I guess that's a little less than 10% right now. Returns for our shareholders and we're very confident in our ability to do that..
Okay. I will stop here and re-queue. Thanks for all the answers..
Thanks, Amit.
Our next question will come from Matt Carletti of JMP. Please go ahead..
Thanks. Good morning..
Good morning..
Just a couple of questions. One, I just wanted to go to the results in the quarter and just see if what additional color you could give us around that large national health care account that drove the adverse development. And even if not specific to that account, just help us understand kind of what is driving a loss of that magnitude.
I think we have a good feel for kind of the limits profiles and reinsurance profiles and your physicians' book.
But can you walk us through kind of what you're seeing whether in this case or broadly in the health care side? And then how we might think about reinsurance structures on that side of the business?.
Matt, it's Mike. Just talking about the Specialty business in general, there's no question as the physician's market has consolidated and there's been more capital and competition in that large account space that the loss volatility in general has been more volatile than the physicians' book.
And that's true with respect to severity and it's true with respect to just overall loss ratio results. With respect to the national account, it was -- at the end of the day on the reinsurance side, it was not a vertical severity insurance exposure, it was a unique structure that was more on an aggregate basis.
I will say this with respect to that structure, we have no others in our book of business. And it was a miss on the loss projections and attachment points. The pricing there was a unique structure and there were severity over that period that was maybe not as contemplated as well as we needed to.
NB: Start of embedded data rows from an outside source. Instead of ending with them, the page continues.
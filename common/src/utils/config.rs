use config::{Config, ConfigError, Environment, File};
use serde::Deserialize;

#[derive(Clone, Deserialize, Debug, PartialEq, Eq)]
#[serde(rename_all = "lowercase")]
pub enum StorageKind {
    Local,
    S3,
    Memory,
}

fn default_storage_kind() -> StorageKind {
    StorageKind::Local
}

/// Service settings, read from an optional `config` file and the environment.
///
/// `image/avif` is always on the upload allow-list, but decoding it needs a
/// binary built with the `avif-native` feature (`cargo build -F avif-native`).
#[derive(Clone, Deserialize, Debug)]
pub struct AppConfig {
    pub surrealdb_address: String,
    pub surrealdb_username: String,
    pub surrealdb_password: String,
    pub surrealdb_namespace: String,
    pub surrealdb_database: String,
    #[serde(default = "default_data_dir")]
    pub data_dir: String,
    pub http_port: u16,
    #[serde(default = "default_storage_kind")]
    pub storage: StorageKind,
    #[serde(default)]
    pub s3_bucket: Option<String>,
    #[serde(default)]
    pub s3_region: Option<String>,
    #[serde(default)]
    pub s3_endpoint: Option<String>,
    #[serde(default)]
    pub s3_public_base_url: Option<String>,
    #[serde(default = "default_upload_max_bytes")]
    pub upload_max_bytes: u64,
    #[serde(default = "default_upload_max_files")]
    pub upload_max_files: usize,
    #[serde(default = "default_worker_concurrency")]
    pub worker_concurrency: usize,
    #[serde(default = "default_job_ttl_hours")]
    pub job_ttl_hours: i64,
    #[serde(default = "default_sweep_interval_secs")]
    pub sweep_interval_secs: u64,
}

fn default_data_dir() -> String {
    "./data".to_string()
}

fn default_upload_max_bytes() -> u64 {
    25 * 1024 * 1024
}

fn default_upload_max_files() -> usize {
    20
}

fn default_worker_concurrency() -> usize {
    4
}

fn default_job_ttl_hours() -> i64 {
    24
}

fn default_sweep_interval_secs() -> u64 {
    60 * 60
}

impl Default for AppConfig {
    fn default() -> Self {
        Self {
            surrealdb_address: "mem://".to_string(),
            surrealdb_username: "root".to_string(),
            surrealdb_password: "root".to_string(),
            surrealdb_namespace: "compressor".to_string(),
            surrealdb_database: "compressor".to_string(),
            data_dir: default_data_dir(),
            http_port: 3000,
            storage: default_storage_kind(),
            s3_bucket: None,
            s3_region: None,
            s3_endpoint: None,
            s3_public_base_url: None,
            upload_max_bytes: default_upload_max_bytes(),
            upload_max_files: default_upload_max_files(),
            worker_concurrency: default_worker_concurrency(),
            job_ttl_hours: default_job_ttl_hours(),
            sweep_interval_secs: default_sweep_interval_secs(),
        }
    }
}

pub fn get_config() -> Result<AppConfig, ConfigError> {
    let config = Config::builder()
        .add_source(File::with_name("config").required(false))
        .add_source(Environment::default())
        .build()?;

    config.try_deserialize()
}
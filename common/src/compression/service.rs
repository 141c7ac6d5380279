use std::collections::HashSet;
use std::path::{Path, PathBuf};
use std::sync::Arc;

use chrono::{Duration as ChronoDuration, NaiveTime, Utc};
use tempfile::NamedTempFile;
use tracing::{info, warn};
use uuid::Uuid;

use super::{
    BatchEntry, BatchSubmission, EntryStatus, HistoryPage, JobView, OutputFile, UploadedFile,
    UsageReport, DEFAULT_PAGE_SIZE,
};
use crate::{
    error::AppError,
    storage::{
        db::SurrealDbClient,
        store::{resolve_base_dir, StorageManager, UPLOADS_DIR},
        types::{
            compression_job::{CompressionJob, JobDraft, JobStatus, MAX_PAGE_SIZE},
            compression_task::{CompressionTask, TaskPayload},
            user::User,
        },
    },
    utils::{
        archive::{build_zip, unique_entry_name, ArchiveEntry},
        config::AppConfig,
        upload_limits::{resolve_mime_type, validate_batch_size, validate_upload},
    },
};

/// Submission and read side of the compression job lifecycle.
#[derive(Clone)]
pub struct CompressionService {
    db: Arc<SurrealDbClient>,
    storage: StorageManager,
    config: AppConfig,
}

impl CompressionService {
    pub fn new(db: Arc<SurrealDbClient>, storage: StorageManager, config: AppConfig) -> Self {
        Self {
            db,
            storage,
            config,
        }
    }

    pub fn db(&self) -> &Arc<SurrealDbClient> {
        &self.db
    }

    pub fn storage(&self) -> &StorageManager {
        &self.storage
    }

    /// Validates an upload, takes quota, and queues a compression job for it.
    #[tracing::instrument(skip_all, fields(file_name = %upload.file_name, quality = quality))]
    pub async fn submit(
        &self,
        upload: UploadedFile,
        quality: u8,
        user: Option<&User>,
    ) -> Result<CompressionJob, AppError> {
        self.submit_one(upload, quality, user, None).await
    }

    /// Submits every file under one batch id. A rejected file does not affect its siblings.
    #[tracing::instrument(skip_all, fields(files = uploads.len(), quality = quality))]
    pub async fn submit_batch(
        &self,
        uploads: Vec<UploadedFile>,
        quality: u8,
        user: Option<&User>,
    ) -> Result<BatchSubmission, AppError> {
        validate_batch_size(&self.config, uploads.len())?;

        let batch_id = Uuid::new_v4().to_string();
        let mut jobs = Vec::with_capacity(uploads.len());

        for upload in uploads {
            let original_name = upload.file_name.clone();
            match self
                .submit_one(upload, quality, user, Some(batch_id.clone()))
                .await
            {
                Ok(job) => jobs.push(BatchEntry {
                    job_id: Some(job.id),
                    original_name,
                    status: EntryStatus::Pending,
                    error: None,
                    code: None,
                }),
                Err(err) => {
                    warn!(%batch_id, file_name = %original_name, error = %err, "batch file rejected");
                    jobs.push(BatchEntry {
                        job_id: None,
                        original_name,
                        status: EntryStatus::Rejected,
                        code: Some(err.code()),
                        error: Some(err.to_string()),
                    });
                }
            }
        }

        Ok(BatchSubmission { batch_id, jobs })
    }

    async fn submit_one(
        &self,
        upload: UploadedFile,
        quality: u8,
        user: Option<&User>,
        batch_id: Option<String>,
    ) -> Result<CompressionJob, AppError> {
        let UploadedFile {
            file,
            file_name,
            content_type,
        } = upload;

        let mime_type = resolve_mime_type(content_type.as_deref(), &file_name);
        let size = file.as_file().metadata()?.len();
        validate_upload(&self.config, &mime_type, size)?;

        let now = Utc::now();
        if let Some(user) = user {
            user.consume_daily_quota(now, &self.db).await?;
        }

        let queued = async {
            let extension = upload_extension(&file_name, &mime_type);
            let storage_path = self.persist_upload(file, &extension).await?;

            let job = match CompressionJob::create_and_add_to_db(
                JobDraft {
                    batch_id,
                    user_id: user.map(|u| u.id.clone()),
                    original_name: file_name,
                    original_size: size,
                    mime_type: mime_type.clone(),
                    quality,
                    storage_path: storage_path.clone(),
                },
                ChronoDuration::hours(self.config.job_ttl_hours),
                &self.db,
            )
            .await
            {
                Ok(job) => job,
                Err(err) => {
                    discard_upload(&storage_path).await;
                    return Err(err);
                }
            };

            // A job row without a task would sit in PENDING until it expires.
            let task = match CompressionTask::create_and_add_to_db(
                TaskPayload {
                    job_id: job.id.clone(),
                    input_path: storage_path.clone(),
                    mime_type,
                    quality: job.quality,
                },
                &self.db,
            )
            .await
            {
                Ok(task) => task,
                Err(err) => {
                    if let Err(delete_err) =
                        CompressionJob::delete_many(vec![job.id.clone()], &self.db).await
                    {
                        warn!(
                            job_id = %job.id,
                            error = %delete_err,
                            "failed to remove unqueued job"
                        );
                    }
                    discard_upload(&storage_path).await;
                    return Err(err);
                }
            };

            info!(job_id = %job.id, task_id = %task.id, size, "compression job queued");
            Ok::<_, AppError>(job)
        }
        .await;

        if let (Err(err), Some(user)) = (&queued, user) {
            if let Err(refund_err) = user.refund_daily_quota(now, &self.db).await {
                warn!(user_id = %user.id, cause = %err, error = %refund_err, "failed to refund quota");
            }
        }

        queued
    }

    async fn persist_upload(&self, file: NamedTempFile, extension: &str) -> Result<String, AppError> {
        let upload_dir = resolve_base_dir(&self.config).join(UPLOADS_DIR);
        tokio::fs::create_dir_all(&upload_dir).await?;

        let final_path: PathBuf = upload_dir.join(format!("{}{extension}", Uuid::new_v4()));
        if let Err(err) = file.persist(&final_path) {
            // The temp dir can sit on another filesystem than data_dir.
            tokio::fs::copy(err.file.path(), &final_path).await?;
        }

        Ok(final_path.to_string_lossy().into_owned())
    }

    pub async fn get_status(&self, job_id: &str) -> Result<JobView, AppError> {
        let job = CompressionJob::get(job_id, &self.db).await?;
        Ok(self.view(&job))
    }

    fn view(&self, job: &CompressionJob) -> JobView {
        let mut view = JobView::from(job);
        if job.status == JobStatus::Done {
            view.file_url = job
                .output_path
                .as_deref()
                .map(|locator| self.storage.get_url(locator));
        }
        view
    }

    /// Loads the compressed artifact of a finished job.
    pub async fn fetch_output(&self, job_id: &str) -> Result<OutputFile, AppError> {
        let job = CompressionJob::get(job_id, &self.db).await?;

        let locator = match (&job.status, &job.output_path) {
            (JobStatus::Done, Some(locator)) => locator.clone(),
            _ => return Err(AppError::NotReady(job.id)),
        };

        let data = self
            .storage
            .get_buffer(&locator)
            .await
            .map_err(|err| match err {
                AppError::NotFound(_) => AppError::Expired(job.id.clone()),
                other => other,
            })?;

        Ok(OutputFile {
            data,
            file_name: job.archive_name(),
            mime_type: job.mime_type,
        })
    }

    pub async fn list_history(
        &self,
        user_id: &str,
        page: Option<usize>,
        page_size: Option<usize>,
    ) -> Result<HistoryPage, AppError> {
        let page = page.unwrap_or(1).max(1);
        let page_size = page_size.unwrap_or(DEFAULT_PAGE_SIZE).clamp(1, MAX_PAGE_SIZE);

        let (jobs, total) = CompressionJob::list_for_user(user_id, page, page_size, &self.db).await?;
        let size = i64::try_from(page_size).unwrap_or(i64::MAX);

        Ok(HistoryPage {
            items: jobs.iter().map(|job| self.view(job)).collect(),
            total,
            page,
            page_size,
            total_pages: (total + size - 1) / size,
        })
    }

    /// Compressed artifacts of a batch that are still retrievable.
    pub async fn batch_artifacts(&self, batch_id: &str) -> Result<Vec<ArchiveEntry>, AppError> {
        let done: Vec<CompressionJob> = CompressionJob::find_by_batch(batch_id, &self.db)
            .await?
            .into_iter()
            .filter(|job| job.status == JobStatus::Done)
            .collect();

        if done.is_empty() {
            return Err(AppError::BatchNotReady(batch_id.to_string()));
        }

        let mut entries = Vec::with_capacity(done.len());
        let mut taken = HashSet::with_capacity(done.len());
        for job in done {
            let Some(locator) = job.output_path.as_deref() else {
                continue;
            };
            match self.storage.get_buffer(locator).await {
                Ok(data) => entries.push(ArchiveEntry {
                    name: unique_entry_name(&job.archive_name(), &mut taken),
                    data,
                }),
                Err(AppError::NotFound(_)) => {
                    warn!(job_id = %job.id, %batch_id, "artifact missing, left out of archive");
                }
                Err(err) => return Err(err),
            }
        }

        Ok(entries)
    }

    /// ZIP of every retrievable artifact in the batch.
    pub async fn batch_zip(&self, batch_id: &str) -> Result<Vec<u8>, AppError> {
        let entries = self.batch_artifacts(batch_id).await?;
        tokio::task::spawn_blocking(move || build_zip(&entries)).await?
    }

    pub async fn usage(&self, user: &User) -> Result<UsageReport, AppError> {
        let now = Utc::now();
        let totals = CompressionJob::totals_for_user(&user.id, &self.db).await?;
        let tomorrow = (now + ChronoDuration::days(1))
            .date_naive()
            .and_time(NaiveTime::MIN)
            .and_utc();

        Ok(UsageReport {
            tier: user.tier.as_str(),
            daily_uploads: user.uploads_today(now),
            daily_limit: user.tier.daily_limit().map_or(-1, i64::from),
            total_jobs: totals.done_jobs,
            total_bytes_saved: totals.bytes_saved,
            reset_at: tomorrow,
        })
    }
}

/// Best-effort removal of an upload that never made it onto the queue.
async fn discard_upload(path: &str) {
    if let Err(err) = tokio::fs::remove_file(path).await {
        if err.kind() != std::io::ErrorKind::NotFound {
            warn!(path, error = %err, "failed to remove unqueued upload");
        }
    }
}

/// Extension for the persisted upload, from the client's file name or the MIME type.
fn upload_extension(file_name: &str, mime_type: &str) -> String {
    let from_name = Path::new(file_name)
        .extension()
        .map(|ext| ext.to_string_lossy().to_ascii_lowercase())
        .filter(|ext| !ext.is_empty() && ext.chars().all(|c| c.is_ascii_alphanumeric()));

    if let Some(ext) = from_name {
        return format!(".{ext}");
    }

    match mime_type {
        "image/jpeg" => ".jpg",
        "image/png" => ".png",
        "image/webp" => ".webp",
        "image/avif" => ".avif",
        _ => "",
    }
    .to_string()
}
And that really at the end of the day is the rationale for that result. We're encouraged that we've identified it we're certainly -- have looked at our overall specialty book of business to make sure we don't have any similar structures and we don't and we just have to take it from here..
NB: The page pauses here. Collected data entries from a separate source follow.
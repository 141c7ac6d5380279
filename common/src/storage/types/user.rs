use std::sync::Arc;

use chrono::NaiveTime;
use sha2::{Digest, Sha256};
use surrealdb::sql::Datetime as SurrealDatetime;
use uuid::Uuid;

use crate::{
    error::AppError,
    storage::db::{retry_on_conflict, SurrealDbClient},
    stored_object,
};

#[derive(Debug, Default, Clone, Copy, serde::Serialize, serde::Deserialize, PartialEq, Eq)]
pub enum Tier {
    #[serde(rename = "FREE")]
    #[default]
    Free,
    #[serde(rename = "PRO")]
    Pro,
    #[serde(rename = "ENTERPRISE")]
    Enterprise,
}

impl Tier {
    /// Uploads allowed per UTC day, `None` meaning unlimited.
    pub fn daily_limit(&self) -> Option<u32> {
        match self {
            Tier::Free => Some(10),
            Tier::Pro => Some(500),
            Tier::Enterprise => None,
        }
    }

    pub fn as_str(&self) -> &'static str {
        match self {
            Tier::Free => "FREE",
            Tier::Pro => "PRO",
            Tier::Enterprise => "ENTERPRISE",
        }
    }
}

stored_object!(User, "user", {
    email: String,
    api_key_hash: String,
    tier: Tier,
    daily_uploads: u32,
    #[serde(serialize_with = "serialize_datetime", deserialize_with = "deserialize_datetime")]
    daily_reset_at: DateTime<Utc>,
    #[serde(
        serialize_with = "serialize_option_datetime",
        deserialize_with = "deserialize_option_datetime",
        default
    )]
    last_used_at: Option<DateTime<Utc>>
});

pub fn hash_api_key(api_key: &str) -> String {
    format!("{:x}", Sha256::digest(api_key.as_bytes()))
}

fn start_of_day(now: DateTime<Utc>) -> DateTime<Utc> {
    now.date_naive().and_time(NaiveTime::MIN).and_utc()
}

impl User {
    /// Creates a user and returns it together with the raw API key. Only the hash is stored.
    pub async fn create_new(
        email: String,
        tier: Tier,
        db: &SurrealDbClient,
    ) -> Result<(Self, String), AppError> {
        let api_key = format!("sk_{}", Uuid::new_v4().to_string().replace('-', ""));
        let now = Utc::now();

        let user = User {
            id: Uuid::new_v4().to_string(),
            email,
            api_key_hash: hash_api_key(&api_key),
            tier,
            daily_uploads: 0,
            daily_reset_at: start_of_day(now),
            last_used_at: None,
            created_at: now,
            updated_at: now,
        };

        let stored = db
            .store_item(user)
            .await?
            .ok_or_else(|| AppError::InternalError("User failed to create".into()))?;

        Ok((stored, api_key))
    }

    pub async fn find_by_api_key(
        api_key: &str,
        db: &SurrealDbClient,
    ) -> Result<Option<Self>, AppError> {
        let user: Option<User> = db
            .client
            .query("SELECT * FROM type::table($table) WHERE api_key_hash = $hash LIMIT 1")
            .bind(("table", Self::table_name()))
            .bind(("hash", hash_api_key(api_key)))
            .await?
            .take(0)?;

        Ok(user)
    }

    /// Uploads counted against today's limit, treating a stale counter as zero.
    pub fn uploads_today(&self, now: DateTime<Utc>) -> u32 {
        if self.daily_reset_at < start_of_day(now) {
            0
        } else {
            self.daily_uploads
        }
    }

    /// Atomically takes one unit of today's quota.
    ///
    /// The counter restarts at the first upload of a new UTC day. Fails with
    /// `QuotaExceeded` once the tier limit is reached; unlimited tiers always pass.
    pub async fn consume_daily_quota(
        &self,
        now: DateTime<Utc>,
        db: &SurrealDbClient,
    ) -> Result<User, AppError> {
        let Some(limit) = self.tier.daily_limit() else {
            return Ok(self.clone());
        };

        const CONSUME_QUERY: &str = r#"
            UPDATE type::thing($table, $id)
            SET daily_uploads = if daily_reset_at < $day_start THEN 1 ELSE daily_uploads + 1 END,
                daily_reset_at = if daily_reset_at < $day_start THEN $day_start ELSE daily_reset_at END,
                updated_at = $now
            WHERE daily_reset_at < $day_start OR daily_uploads < $limit
            RETURN AFTER;
        "#;

        let day_start = SurrealDatetime::from(start_of_day(now));
        let stamp = SurrealDatetime::from(now);

        // Parallel uploads by one user contend on this record.
        let updated: Option<User> = retry_on_conflict(|| {
            let (id, day_start, stamp) = (self.id.clone(), day_start.clone(), stamp.clone());
            async move {
                let updated: Option<User> = db
                    .client
                    .query(CONSUME_QUERY)
                    .bind(("table", Self::table_name()))
                    .bind(("id", id))
                    .bind(("day_start", day_start))
                    .bind(("now", stamp))
                    .bind(("limit", limit))
                    .await?
                    .take(0)?;
                Ok::<_, surrealdb::Error>(updated)
            }
        })
        .await?;

        updated.ok_or(AppError::QuotaExceeded { limit })
    }

    /// Gives back one unit taken today by `consume_daily_quota`.
    pub async fn refund_daily_quota(
        &self,
        now: DateTime<Utc>,
        db: &SurrealDbClient,
    ) -> Result<(), AppError> {
        if self.tier.daily_limit().is_none() {
            return Ok(());
        }

        const REFUND_QUERY: &str = r#"
            UPDATE type::thing($table, $id)
            SET daily_uploads = daily_uploads - 1,
                updated_at = $now
            WHERE daily_uploads > 0 AND daily_reset_at >= $day_start;
        "#;

        let day_start = SurrealDatetime::from(start_of_day(now));
        let stamp = SurrealDatetime::from(now);

        retry_on_conflict(|| {
            let (id, day_start, stamp) = (self.id.clone(), day_start.clone(), stamp.clone());
            async move {
                db.client
                    .query(REFUND_QUERY)
                    .bind(("table", Self::table_name()))
                    .bind(("id", id))
                    .bind(("day_start", day_start))
                    .bind(("now", stamp))
                    .await?
                    .check()
            }
        })
        .await?;

        Ok(())
    }

    /// Records API usage in the background. Failures are logged and never surface.
    pub fn touch_last_used(db: Arc<SurrealDbClient>, user_id: String) {
        tokio::spawn(async move {
            let now = Utc::now();
            let result = db
                .client
                .query("UPDATE type::thing($table, $id) SET last_used_at = $now")
                .bind(("table", Self::table_name()))
                .bind(("id", user_id.clone()))
                .bind(("now", SurrealDatetime::from(now)))
                .await
                .and_then(|response| response.check());

            if let Err(err) = result {
                tracing::debug!(%user_id, error = %err, "failed to record last API use");
            }
        });
    }
}

#[cfg(test)]
mod tests {
    use super::*;
    use chrono::Duration;

    async fn setup_test_db() -> SurrealDbClient {
        let namespace = "test_ns";
        let database = &Uuid::new_v4().to_string();
        let db = SurrealDbClient::memory(namespace, database)
            .await
            .expect("Failed to start in-memory surrealdb");
        db.ensure_initialized()
            .await
            .expect("Failed to initialize schema");
        db
    }

    #[test]
    fn test_tier_limits() {
        assert_eq!(Tier::Free.daily_limit(), Some(10));
        assert_eq!(Tier::Pro.daily_limit(), Some(500));
        assert_eq!(Tier::Enterprise.daily_limit(), None);
    }

    #[test]
    fn test_hash_is_stable_hex() {
        let hash = hash_api_key("sk_test");
        assert_eq!(hash.len(), 64);
        assert_eq!(hash, hash_api_key("sk_test"));
        assert_ne!(hash, hash_api_key("sk_other"));
    }

    #[tokio::test]
    async fn test_api_key_lookup_uses_hash() {
        let db = setup_test_db().await;

        let (user, api_key) = User::create_new("a@example.com".into(), Tier::Free, &db)
            .await
            .expect("Failed to create user");
        assert!(api_key.starts_with("sk_"));
        assert_ne!(user.api_key_hash, api_key);

        let found = User::find_by_api_key(&api_key, &db)
            .await
            .expect("lookup")
            .expect("user found");
        assert_eq!(found.id, user.id);

        let missing = User::find_by_api_key("sk_unknown", &db).await.expect("lookup");
        assert!(missing.is_none());
    }

    #[tokio::test]
    async fn test_quota_stops_at_limit() {
        let db = setup_test_db().await;
        let (user, _) = User::create_new("q@example.com".into(), Tier::Free, &db)
            .await
            .expect("create");
        let now = Utc::now();

        for expected in 1..=10 {
            let updated = user.consume_daily_quota(now, &db).await.expect("within quota");
            assert_eq!(updated.daily_uploads, expected);
        }

        let exceeded = user.consume_daily_quota(now, &db).await;
        assert!(matches!(exceeded, Err(AppError::QuotaExceeded { limit: 10 })));

        let stored: User = db
            .get_item(&user.id)
            .await
            .expect("fetch")
            .expect("exists");
        assert_eq!(stored.daily_uploads, 10);
    }

    async fn consume_concurrently(db: &Arc<SurrealDbClient>, user: &User, calls: usize) -> (usize, usize) {
        let now = Utc::now();
        let mut handles = Vec::with_capacity(calls);
        for _ in 0..calls {
            let db = Arc::clone(db);
            let user = user.clone();
            handles.push(tokio::spawn(async move {
                user.consume_daily_quota(now, &db).await
            }));
        }

        let (mut ok, mut exceeded) = (0, 0);
        for handle in handles {
            match handle.await.expect("join") {
                Ok(_) => ok += 1,
                Err(AppError::QuotaExceeded { .. }) => exceeded += 1,
                Err(other) => panic!("unexpected quota error: {other}"),
            }
        }
        (ok, exceeded)
    }

    #[tokio::test(flavor = "multi_thread", worker_threads = 4)]
    async fn test_parallel_uploads_below_limit_all_count() {
        let db = Arc::new(setup_test_db().await);
        let (user, _) = User::create_new("p@example.com".into(), Tier::Pro, &db)
            .await
            .expect("create");

        let (ok, exceeded) = consume_concurrently(&db, &user, 8).await;
        assert_eq!((ok, exceeded), (8, 0));

        let stored: User = db
            .get_item(&user.id)
            .await
            .expect("fetch")
            .expect("exists");
        assert_eq!(stored.daily_uploads, 8);
    }

    #[tokio::test(flavor = "multi_thread", worker_threads = 4)]
    async fn test_parallel_uploads_past_limit_are_quota_errors() {
        let db = Arc::new(setup_test_db().await);
        let (user, _) = User::create_new("c@example.com".into(), Tier::Free, &db)
            .await
            .expect("create");

        let (ok, exceeded) = consume_concurrently(&db, &user, 16).await;
        assert_eq!((ok, exceeded), (10, 6));

        let stored: User = db
            .get_item(&user.id)
            .await
            .expect("fetch")
            .expect("exists");
        assert_eq!(stored.daily_uploads, 10);
    }

    #[tokio::test]
    async fn test_quota_resets_on_new_day() {
        let db = setup_test_db().await;
        let (user, _) = User::create_new("r@example.com".into(), Tier::Free, &db)
            .await
            .expect("create");
        let today = Utc::now();
        for _ in 0..10 {
            user.consume_daily_quota(today, &db).await.expect("consume");
        }

        let tomorrow = today + Duration::days(1);
        let updated = user
            .consume_daily_quota(tomorrow, &db)
            .await
            .expect("new day resets counter");
        assert_eq!(updated.daily_uploads, 1);
        assert_eq!(updated.daily_reset_at, start_of_day(tomorrow));
        assert_eq!(updated.uploads_today(tomorrow), 1);
    }

    #[tokio::test]
    async fn test_refund_returns_one_unit() {
        let db = setup_test_db().await;
        let (user, _) = User::create_new("f@example.com".into(), Tier::Free, &db)
            .await
            .expect("create");
        let now = Utc::now();

        user.consume_daily_quota(now, &db).await.expect("consume");
        user.consume_daily_quota(now, &db).await.expect("consume");
        user.refund_daily_quota(now, &db).await.expect("refund");

        let stored: User = db
            .get_item(&user.id)
            .await
            .expect("fetch")
            .expect("exists");
        assert_eq!(stored.daily_uploads, 1);

        user.refund_daily_quota(now, &db).await.expect("refund");
        user.refund_daily_quota(now, &db).await.expect("refund at zero");
        let stored: User = db
            .get_item(&user.id)
            .await
            .expect("fetch")
            .expect("exists");
        assert_eq!(stored.daily_uploads, 0);
    }

    #[tokio::test]
    async fn test_touch_last_used_records_timestamp() {
        let db = Arc::new(setup_test_db().await);
        let (user, _) = User::create_new("t@example.com".into(), Tier::Free, &db)
            .await
            .expect("create");
        assert!(user.last_used_at.is_none());

        User::touch_last_used(Arc::clone(&db), user.id.clone());

        let mut recorded = None;
        for _ in 0..50 {
            let stored: User = db
                .get_item(&user.id)
                .await
                .expect("fetch")
                .expect("exists");
            if stored.last_used_at.is_some() {
                recorded = stored.last_used_at;
                break;
            }
            tokio::time::sleep(std::time::Duration::from_millis(20)).await;
        }
        assert!(recorded.is_some());
    }

    #[tokio::test]
    async fn test_unlimited_tier_never_counts() {
        let db = setup_test_db().await;
        let (user, _) = User::create_new("e@example.com".into(), Tier::Enterprise, &db)
            .await
            .expect("create");

        for _ in 0..20 {
            user.consume_daily_quota(Utc::now(), &db)
                .await
                .expect("unlimited");
        }
    }

    #[test]
    fn test_uploads_today_ignores_stale_counter() {
        let now = Utc::now();
        let user = User {
            id: "u".into(),
            email: "s@example.com".into(),
            api_key_hash: String::new(),
            tier: Tier::Free,
            daily_uploads: 7,
            daily_reset_at: start_of_day(now) - Duration::days(1),
            last_used_at: None,
            created_at: now,
            updated_at: now,
        };

        assert_eq!(user.uploads_today(now), 0);
    }
}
Okay. And so in regard to that is there -- I guess that particular structure.
Is there any kind of -- are we close to any sort of limits on the account or reinsurance kind of capping it, or is it more of -- you guys have just put a good scrub on it put a lot of conservatism on it and you're at a higher confidence point in the reserving?.
It's the higher confidence point in reserving..
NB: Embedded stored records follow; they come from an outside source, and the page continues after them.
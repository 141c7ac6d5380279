use std::sync::Arc;

use api_router::{api_routes_v1, api_state::ApiState};
use axum::Router;
use common::{
    compression::API_PREFIX,
    storage::{db::SurrealDbClient, store::StorageManager},
    utils::config::get_config,
};
use tracing::info;
use tracing_subscriber::{fmt, prelude::*, EnvFilter};

#[tokio::main(flavor = "multi_thread", worker_threads = 2)]
async fn main() -> Result<(), Box<dyn std::error::Error>> {
    // Set up tracing
    tracing_subscriber::registry()
        .with(fmt::layer().with_writer(std::io::stderr))
        .with(EnvFilter::from_default_env())
        .try_init()
        .ok();

    // Get config
    let config = get_config()?;

    let db = Arc::new(
        SurrealDbClient::new(
            &config.surrealdb_address,
            &config.surrealdb_username,
            &config.surrealdb_password,
            &config.surrealdb_namespace,
            &config.surrealdb_database,
        )
        .await?,
    );

    // Ensure db is initialized
    db.ensure_initialized().await?;

    let storage = StorageManager::new(&config).await?;
    info!(backend = ?storage.backend_kind(), "Storage initialized");

    let api_state = ApiState::with_resources(db, config.clone(), storage);

    let app = Router::new()
        .nest(API_PREFIX, api_routes_v1(&api_state))
        .with_state(api_state);

    info!("Starting server listening on 0.0.0.0:{}", config.http_port);
    let serve_address = format!("0.0.0.0:{}", config.http_port);
    let listener = tokio::net::TcpListener::bind(serve_address).await?;
    axum::serve(listener, app).await?;

    Ok(())
}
Okay. Great. And then just one more if I could, I guess, probably for Ned just shifting back to NORCAL. I'm curious if you could just update us on kind of your view of where the cycle is. I mean to me this is a very strong signal that you see light at the end of the tunnel, that you see things changing.
And I think in your words and I would agree it will take time. But maybe just kind of -- if you could frame kind of your decision to enter into a transaction like this alongside kind of your updated view on where the cycle is headed..
Matt, it's a hard question to answer just, because I think there are just so many unknowns but maybe talk about a couple of things.
On kind of the causation side of the market what people are labeling social inflation, we're encouraged that the broader P&C market is recognizing these trends, we began recognizing reflecting in our results and our pricing these trends back in 2018. And it's good that the rest of the industry is beginning to do so as well.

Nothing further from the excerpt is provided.